PROMPT: Search the records for the word "BlendComponent". Copy every line where it appears.

Dataset entries:
━━━━━━

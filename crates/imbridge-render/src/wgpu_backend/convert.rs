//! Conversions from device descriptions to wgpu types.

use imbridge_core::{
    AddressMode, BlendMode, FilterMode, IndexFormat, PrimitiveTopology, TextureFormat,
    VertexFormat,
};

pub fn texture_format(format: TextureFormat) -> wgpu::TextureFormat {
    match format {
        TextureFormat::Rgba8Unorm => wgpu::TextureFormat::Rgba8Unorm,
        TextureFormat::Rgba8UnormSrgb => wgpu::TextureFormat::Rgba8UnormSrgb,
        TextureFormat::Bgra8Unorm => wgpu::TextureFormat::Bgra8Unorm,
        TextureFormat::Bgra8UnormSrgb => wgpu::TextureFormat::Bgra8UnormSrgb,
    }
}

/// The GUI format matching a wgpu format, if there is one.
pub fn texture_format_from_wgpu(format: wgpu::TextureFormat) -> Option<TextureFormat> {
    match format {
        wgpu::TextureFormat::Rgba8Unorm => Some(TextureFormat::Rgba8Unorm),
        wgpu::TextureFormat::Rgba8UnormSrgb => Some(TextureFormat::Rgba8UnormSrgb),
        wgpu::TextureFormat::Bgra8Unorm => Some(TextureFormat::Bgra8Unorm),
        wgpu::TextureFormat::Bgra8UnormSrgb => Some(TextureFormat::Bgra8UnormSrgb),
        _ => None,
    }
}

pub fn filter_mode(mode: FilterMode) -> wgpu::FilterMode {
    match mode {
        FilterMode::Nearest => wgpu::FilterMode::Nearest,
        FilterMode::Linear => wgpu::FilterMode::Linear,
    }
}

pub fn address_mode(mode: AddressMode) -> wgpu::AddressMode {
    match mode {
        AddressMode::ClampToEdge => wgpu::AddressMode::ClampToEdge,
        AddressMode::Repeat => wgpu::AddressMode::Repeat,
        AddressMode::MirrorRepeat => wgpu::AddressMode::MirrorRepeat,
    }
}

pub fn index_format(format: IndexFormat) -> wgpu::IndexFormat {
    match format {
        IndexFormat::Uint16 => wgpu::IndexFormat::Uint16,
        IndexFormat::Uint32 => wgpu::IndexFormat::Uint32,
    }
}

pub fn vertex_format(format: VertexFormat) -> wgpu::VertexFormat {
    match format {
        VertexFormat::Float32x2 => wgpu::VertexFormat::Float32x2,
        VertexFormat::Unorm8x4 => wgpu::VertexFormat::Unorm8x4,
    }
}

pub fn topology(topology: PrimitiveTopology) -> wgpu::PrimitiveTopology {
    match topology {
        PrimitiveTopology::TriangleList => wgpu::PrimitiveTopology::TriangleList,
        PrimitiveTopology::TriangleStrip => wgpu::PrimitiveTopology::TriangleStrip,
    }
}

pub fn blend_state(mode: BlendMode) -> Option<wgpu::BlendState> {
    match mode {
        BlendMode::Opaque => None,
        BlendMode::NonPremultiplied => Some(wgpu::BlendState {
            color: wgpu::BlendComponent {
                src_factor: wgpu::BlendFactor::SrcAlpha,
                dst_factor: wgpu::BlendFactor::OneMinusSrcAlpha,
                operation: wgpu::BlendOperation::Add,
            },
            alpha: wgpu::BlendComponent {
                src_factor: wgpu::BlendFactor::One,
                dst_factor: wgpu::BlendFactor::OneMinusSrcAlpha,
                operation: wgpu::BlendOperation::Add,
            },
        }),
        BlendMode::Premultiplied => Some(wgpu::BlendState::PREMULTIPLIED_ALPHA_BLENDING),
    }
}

━━━━━━

TASK RESPONSE:
            color: wgpu::BlendComponent {
            alpha: wgpu::BlendComponent {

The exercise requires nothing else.